य एनं वेत्ति हन्तारं यश्चैनं मन्यते हतम् । उभौ तौ न विजानीतो नायं हन्ति न हन्यते ॥१९॥
ya enaḿ vetti hantāraḿ yaś cainaḿ manyate hatam ubhau tau na vijānīto nāyaḿ hanti na hanyate
yaḥ — anyone who; enam — this; vetti — knows; hantāram — the killer; yaḥ — anyone who; ca — also; enam — this; manyate — thinks; hatam — killed; ubhau — both; tau — they; na — never; vijānītaḥ — are in knowledge; na — never; ayam — this; hanti — kills; na — nor; hanyate — is killed.
Neither of them is in knowledge—the one who thinks the soul can slay and the one who thinks the soul can be slain. For truly, the soul neither kills nor can it be killed.
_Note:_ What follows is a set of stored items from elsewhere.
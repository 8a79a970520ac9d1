//! Cloudbeds vendor API access.
//!
//! One authenticated GET per logical fetch, no retries. Every transport and
//! HTTP failure maps onto the fixed [`ApiClientError`] taxonomy so callers can
//! render a user-facing message instead of seeing a raw transport error.

pub mod client;

pub use client::{ApiClientError, CloudbedsClient, Credentials};
//! `MessageAccessLog`: observes execution trace records and logs every
//! byte-level read of a tracked `Message`, keyed by the call stack active
//! at the time (spec §4.7). Ported from
//! `Prophet/protocol/analyzers/msgaccess.cpp`.

use super::message::Message;
use crate::trace::TContext;

/// One logged read of a `Message` byte: which offset, the `TContext`
/// sequence number it happened in, and the procedure-entry call stack
/// active at the time (innermost last, matching `ctx->CallStack`'s order
/// implied by `GetProcStackHash`/`CallStack[0]->Entry()` walking
/// outermost-first in the original's dump).
#[derive(Debug, Clone)]
pub struct MessageAccess {
    pub offset: usize,
    pub seq: u64,
    pub call_stack: Vec<u32>,
}

/// Hashes a call stack so adjacent accesses from the same call path can be
/// compared cheaply, mirroring `StackHashComparator`.
pub struct StackHashComparator;

impl StackHashComparator {
    pub fn hash(&self, call_stack: &[u32]) -> u32 {
        call_stack.iter().fold(0u32, |acc, &entry| acc.rotate_left(5) ^ entry)
    }

    pub fn equals(&self, a: &MessageAccess, b: &MessageAccess) -> bool {
        self.hash(&a.call_stack) == self.hash(&b.call_stack)
    }
}

/// An ordered list of accesses to a given `Message`, built by observing
/// `ExecuteTrace` events as they happen.
pub struct MessageAccessLog<'a> {
    message: &'a Message,
    accesses: Vec<MessageAccess>,
}

impl<'a> MessageAccessLog<'a> {
    pub fn new(message: &'a Message) -> Self {
        MessageAccessLog {
            message,
            accesses: Vec::new(),
        }
    }

    pub fn accesses(&self) -> &[MessageAccess] {
        &self.accesses
    }

    /// Observes one `TContext`: if its `Mr` overlaps the tracked message,
    /// logs one `MessageAccess` per covered byte whose value matches the
    /// message's recorded content at that offset.
    pub fn on_execute_trace(&mut self, ctx: &TContext, call_stack: &[u32]) {
        if !ctx.mr.is_present() {
            return;
        }

        let data = ctx.mr.val.to_le_bytes();
        for i in 0..ctx.mr.len as u32 {
            self.on_mem_read(ctx.seq, ctx.mr.addr + i, data[i as usize], call_stack);
        }
    }

    fn on_mem_read(&mut self, seq: u64, addr: u32, data: u8, call_stack: &[u32]) {
        let offset = match self.message.offset_of(addr) {
            Some(o) => o,
            None => return,
        };

        if data != self.message.get(offset) {
            return;
        }

        self.accesses.push(MessageAccess {
            offset,
            seq,
            call_stack: call_stack.to_vec(),
        });
    }

    /// Heuristic repair for operand-reversal in adjacent byte reads: swaps
    /// adjacent accesses `(i, i+1)` whose offsets appear in descending
    /// order by exactly one and whose call stacks hash equal, since such
    /// pairs are almost always two halves of the same multi-byte read
    /// issued in reverse.
    pub fn on_complete(&mut self) {
        let cmp = StackHashComparator;
        let mut i = 0;
        while i + 1 < self.accesses.len() {
            if self.accesses[i].offset == self.accesses[i + 1].offset + 1
                && cmp.equals(&self.accesses[i], &self.accesses[i + 1])
            {
                self.accesses.swap(i, i + 1);
            }
            i += 1;
        }
    }
}

#[cfg(test)]
mod tests {
    use super::*;
    use crate::trace::{ExecFlags, MemAccess};

    fn ctx(seq: u64, mr: MemAccess) -> TContext {
        TContext {
            seq,
            eip: 0,
            gprs: [0; 8],
            flags: 0,
            mr,
            mw: MemAccess::NONE,
            exec_flags: ExecFlags::empty(),
            proc_entry: 0,
        }
    }

    #[test]
    fn logs_one_access_per_matching_byte() {
        let msg = Message::new(0x4000, b"GET".to_vec());
        let mut log = MessageAccessLog::new(&msg);

        let mr = MemAccess { addr: 0x4000, len: 3, val: u32::from_le_bytes([b'G', b'E', b'T', 0]) };
        log.on_execute_trace(&ctx(1, mr), &[0x1000]);

        assert_eq!(log.accesses().len(), 3);
        assert_eq!(log.accesses()[0].offset, 0);
        assert_eq!(log.accesses()[2].offset, 2);
    }

    #[test]
    fn mismatched_byte_value_is_not_logged() {
        let msg = Message::new(0x4000, b"GET".to_vec());
        let mut log = MessageAccessLog::new(&msg);

        let mr = MemAccess { addr: 0x4000, len: 1, val: b'X' as u32 };
        log.on_execute_trace(&ctx(1, mr), &[]);

        assert!(log.accesses().is_empty());
    }

    #[test]
    fn reads_outside_message_range_are_ignored() {
        let msg = Message::new(0x4000, b"GET".to_vec());
        let mut log = MessageAccessLog::new(&msg);

        let mr = MemAccess { addr: 0x9999, len: 1, val: 0 };
        log.on_execute_trace(&ctx(1, mr), &[]);

        assert!(log.accesses().is_empty());
    }

    #[test]
    fn adjacent_reverse_order_pair_with_matching_stack_is_swapped() {
        let msg = Message::new(0, vec![0, 0]);
        let mut log = MessageAccessLog::new(&msg);
        log.accesses.push(MessageAccess { offset: 1, seq: 0, call_stack: vec![0x1000] });
        log.accesses.push(MessageAccess { offset: 0, seq: 1, call_stack: vec![0x1000] });

        log.on_complete();

        assert_eq!(log.accesses()[0].offset, 0);
        assert_eq!(log.accesses()[1].offset, 1);
    }

    #[test]
    fn adjacent_reverse_order_pair_with_different_stack_is_left_alone() {
        let msg = Message::new(0, vec![0, 0]);
        let mut log = MessageAccessLog::new(&msg);
        log.accesses.push(MessageAccess { offset: 1, seq: 0, call_stack: vec![0x1000] });
        log.accesses.push(MessageAccess { offset: 0, seq: 1, call_stack: vec![0x2000] });

        log.on_complete();

        assert_eq!(log.accesses()[0].offset, 1);
        assert_eq!(log.accesses()[1].offset, 0);
    }
}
When an embodied living entity is hurt by fatal weapons, it is to be known that the living entity within the body is not killed. The spirit soul is so small that it is impossible to kill him by any material weapon, as will be evident from subsequent verses. Nor is the living entity killable, because of his spiritual constitution. What is killed, or is supposed to be killed, is the body only. This, however, does not at all encourage killing of the body. The Vedic injunction is mā hiṁsyāt sarvā bhūtāni: never commit violence to anyone. Nor does understanding that the living entity is not killed encourage animal slaughter. Killing the body of anyone without authority is abominable and is punishable by the law of the state as well as by the law of the Lord. Arjuna, however, is being engaged in killing for the principle of religion, and not whimsically.